#### [Problem to solve]
Which lines of the entries contain the string "load"? Copy each of them.

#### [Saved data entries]
use axum::{
    extract::{Path, State},
    http::{HeaderMap, StatusCode},
    Extension, Json,
};
use chrono::{DateTime, Utc};
use serde::{Deserialize, Serialize};
use thiserror::Error;
use tracing::{error, info};

use onboard_core::{Group, GroupAction, Invitation, InvitationStatus, MessageKey, Role};
use onboard_storage::{Database, GroupError, MembershipError, NewMembership};

use crate::auth::CurrentUser;
use crate::error::ApiError;
use crate::invitations::negotiate;
use crate::params::Params;
use crate::problem::ProblemResponse;
use crate::router::AppState;

#[derive(Debug, Deserialize)]
#[serde(deny_unknown_fields)]
pub struct CreateGroupRequest {
    #[serde(default)]
    pub name: Option<String>,
}

/// Invitation as shown to group admins. The token is never exposed.
#[derive(Debug, Serialize)]
pub struct InvitationSummary {
    pub id: i64,
    pub email: String,
    pub status: InvitationStatus,
    pub sent_at: Option<DateTime<Utc>>,
    pub created_at: DateTime<Utc>,
}

impl From<Invitation> for InvitationSummary {
    fn from(invitation: Invitation) -> Self {
        Self {
            id: invitation.id,
            status: invitation.status(),
            email: invitation.email,
            sent_at: invitation.sent_at,
            created_at: invitation.created_at,
        }
    }
}

/// `POST /api/v1/groups`
pub async fn create(
    State(state): State<AppState>,
    Extension(CurrentUser(user)): Extension<CurrentUser>,
    headers: HeaderMap,
    Params(request): Params<CreateGroupRequest>,
) -> Result<(StatusCode, Json<Group>), ApiError> {
    let name = request
        .name
        .map(|name| name.trim().to_string())
        .filter(|name| !name.is_empty())
        .ok_or_else(|| {
            ApiError::param("name", negotiate(&headers).t(MessageKey::GroupNameBlank))
        })?;

    let group = insert_group(state.storage(), &name, user.id, state.now())
        .await
        .map_err(|err| {
            error!(stage = "groups", user_id = user.id, error = %err, "failed to create group");
            ProblemResponse::internal("failed to create group")
        })?;

    info!(stage = "groups", group_id = group.id, admin_id = user.id, "group created");
    Ok((StatusCode::CREATED, Json(group)))
}

async fn insert_group(
    database: &Database,
    name: &str,
    admin_id: i64,
    now: DateTime<Utc>,
) -> Result<Group, CreateGroupError> {
    let mut tx = database.begin().await?;
    let group = database.groups().insert(&mut tx, name, now).await?;
    database
        .memberships()
        .insert(
            &mut tx,
            &NewMembership {
                user_id: admin_id,
                group_id: group.id,
                role: Role::Admin,
                created_at: now,
            },
        )
        .await?;
    tx.commit().await?;
    Ok(group)
}

#[derive(Debug, Error)]
enum CreateGroupError {
    #[error("group error: {0}")]
    Group(#[from] GroupError),
    #[error("membership error: {0}")]
    Membership(#[from] MembershipError),
    #[error("database error: {0}")]
    Database(#[from] sqlx::Error),
}

/// `GET /api/v1/groups/:id/invitations`
pub async fn list_invitations(
    State(state): State<AppState>,
    Extension(CurrentUser(user)): Extension<CurrentUser>,
    Path(group_id): Path<i64>,
) -> Result<Json<Vec<InvitationSummary>>, ApiError> {
    let storage = state.storage();
    let group = storage
        .groups()
        .find(group_id)
        .await
        .map_err(|err| {
            error!(stage = "groups", group_id, error = %err, "failed to load group");
            ProblemResponse::internal("failed to load group")
        })?
        .ok_or(ApiError::NotFound)?;

    let membership = storage
        .memberships()
        .find(user.id, group.id)
        .await
        .map_err(|err| {
            error!(stage = "groups", group_id, error = %err, "failed to load membership");
            ProblemResponse::internal("failed to load membership")
        })?;
    state
        .policy()
        .authorize(membership.as_ref(), GroupAction::ListInvitations)
        .map_err(|_| ApiError::Forbidden)?;

    let invitations = storage
        .invitations()
        .list_for_group(group.id)
        .await
        .map_err(|err| {
            error!(stage = "groups", group_id, error = %err, "failed to list invitations");
            ProblemResponse::internal("failed to list invitations")
        })?;

    Ok(Json(
        invitations.into_iter().map(InvitationSummary::from).collect(),
    ))
}
use std::{sync::Arc, time::Duration};

use axum::{
    body::Body,
    http::{header, Request, StatusCode},
    Router,
};
use chrono::{DateTime, Utc};
use http_body_util::BodyExt;
use tempfile::TempDir;
use tower::ServiceExt;

use onboard_core::{Group, Invitation, Role, User};
use onboard_storage::{Database, NewInvitation, NewMembership, NewUser};

use crate::auth::{hash_password, SessionTokens};
use crate::router::{app_router, AppState};
use crate::service::InvitationService;
use crate::telemetry;

pub const SESSION_SECRET: &[u8] = b"test-session-secret-test-session";
pub const ADMIN_PASSWORD: &str = "admin-password";

pub fn now() -> DateTime<Utc> {
    DateTime::parse_from_rfc3339("2024-01-01T00:00:00Z")
        .unwrap()
        .with_timezone(&Utc)
}

pub fn fixed_clock() -> Arc<dyn Fn() -> DateTime<Utc> + Send + Sync> {
    Arc::new(now)
}

/// A migrated database holding one group administered by `admin`.
pub struct TestContext {
    database: Database,
    pub admin: User,
    pub group: Group,
    _dir: TempDir,
}

impl TestContext {
    pub async fn new() -> Self {
        let dir = TempDir::new().expect("tempdir");
        let url = format!("sqlite://{}?mode=rwc", dir.path().join("app.db").display());
        let database = Database::connect(&url).await.expect("connect");
        database.run_migrations().await.expect("migrations");

        let admin = insert_user(&database, "admin", "admin@example.com", ADMIN_PASSWORD).await;
        let mut tx = database.begin().await.expect("begin");
        let group = database
            .groups()
            .insert(&mut tx, "Food co-op", now())
            .await
            .expect("group");
        tx.commit().await.expect("commit");

        let ctx = Self {
            database,
            admin,
            group,
            _dir: dir,
        };
        ctx.join(&ctx.admin, Role::Admin).await;
        ctx
    }

    pub fn db(&self) -> &Database {
        &self.database
    }

    pub fn service(&self) -> InvitationService {
        InvitationService::new(self.database.clone(), fixed_clock())
    }

    pub fn state(&self) -> AppState {
        let metrics = telemetry::init_metrics().expect("metrics init");
        AppState::new(
            metrics,
            self.database.clone(),
            SessionTokens::new(SESSION_SECRET, Duration::from_secs(3600)),
        )
        .with_clock(fixed_clock())
    }

    pub fn router(&self) -> Router {
        app_router(self.state())
    }

    /// Bearer header value for a fresh session of `user`.
    pub fn bearer(&self, user: &User) -> String {
        let session = SessionTokens::new(SESSION_SECRET, Duration::from_secs(3600))
            .issue(user.id, now())
            .expect("issue session");
        format!("Bearer {}", session.token)
    }

    pub async fn user(&self, username: &str) -> User {
        insert_user(
            &self.database,
            username,
            &format!("{username}@example.com"),
            "irrelevant-password",
        )
        .await
    }

    pub async fn join(&self, user: &User, role: Role) {
        let mut tx = self.database.begin().await.expect("begin");
        self.database
            .memberships()
            .insert(
                &mut tx,
                &NewMembership {
                    user_id: user.id,
                    group_id: self.group.id,
                    role,
                    created_at: now(),
                },
            )
            .await
            .expect("membership");
        tx.commit().await.expect("commit");
    }

    pub async fn invite(&self, email: &str, token: &str) -> Invitation {
        let mut tx = self.database.begin().await.expect("begin");
        let invitation = self
            .database
            .invitations()
            .insert(
                &mut tx,
                &NewInvitation {
                    group_id: self.group.id,
                    invited_by_id: self.admin.id,
                    email,
                    token,
                    created_at: now(),
                },
            )
            .await
            .expect("invitation");
        tx.commit().await.expect("commit");
        invitation
    }

    pub async fn invitation_count(&self) -> i64 {
        let (count,): (i64,) = sqlx::query_as("SELECT COUNT(*) FROM invitations")
            .fetch_one(self.database.pool())
            .await
            .expect("count");
        count
    }

    pub async fn user_count(&self) -> i64 {
        let (count,): (i64,) = sqlx::query_as("SELECT COUNT(*) FROM users")
            .fetch_one(self.database.pool())
            .await
            .expect("count");
        count
    }
}

async fn insert_user(database: &Database, username: &str, email: &str, password: &str) -> User {
    let digest = hash_password(password.to_string()).await.expect("hash");
    let mut tx = database.begin().await.expect("begin");
    let user = database
        .users()
        .insert(
            &mut tx,
            &NewUser {
                email,
                first_name: "Test",
                last_name: "User",
                username,
                password_digest: &digest,
                created_at: now(),
            },
        )
        .await
        .expect("user");
    tx.commit().await.expect("commit");
    user
}

/// Sends a request through the router, returning the status and raw body.
pub async fn send(router: Router, request: Request<Body>) -> (StatusCode, Vec<u8>) {
    let response = router.oneshot(request).await.expect("handler should respond");
    let status = response.status();
    let body = response
        .into_body()
        .collect()
        .await
        .expect("body should read")
        .to_bytes();
    (status, body.to_vec())
}

pub fn json_request(method: &str, uri: &str, bearer: Option<&str>, body: &str) -> Request<Body> {
    let mut builder = Request::builder()
        .method(method)
        .uri(uri)
        .header(header::CONTENT_TYPE, "application/json");
    if let Some(value) = bearer {
        builder = builder.header(header::AUTHORIZATION, value);
    }
    builder.body(Body::from(body.to_string())).unwrap()
}

pub fn json_body(body: &[u8]) -> serde_json::Value {
    serde_json::from_slice(body).expect("json body")
}
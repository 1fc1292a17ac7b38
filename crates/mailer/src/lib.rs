pub mod client;

pub use client::{InvitationEmail, MailerClient, MailerError, SentMessage};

#### [Solution for this exercise]
            error!(stage = "groups", group_id, error = %err, "failed to load group");
            ProblemResponse::internal("failed to load group")
            error!(stage = "groups", group_id, error = %err, "failed to load membership");
            ProblemResponse::internal("failed to load membership")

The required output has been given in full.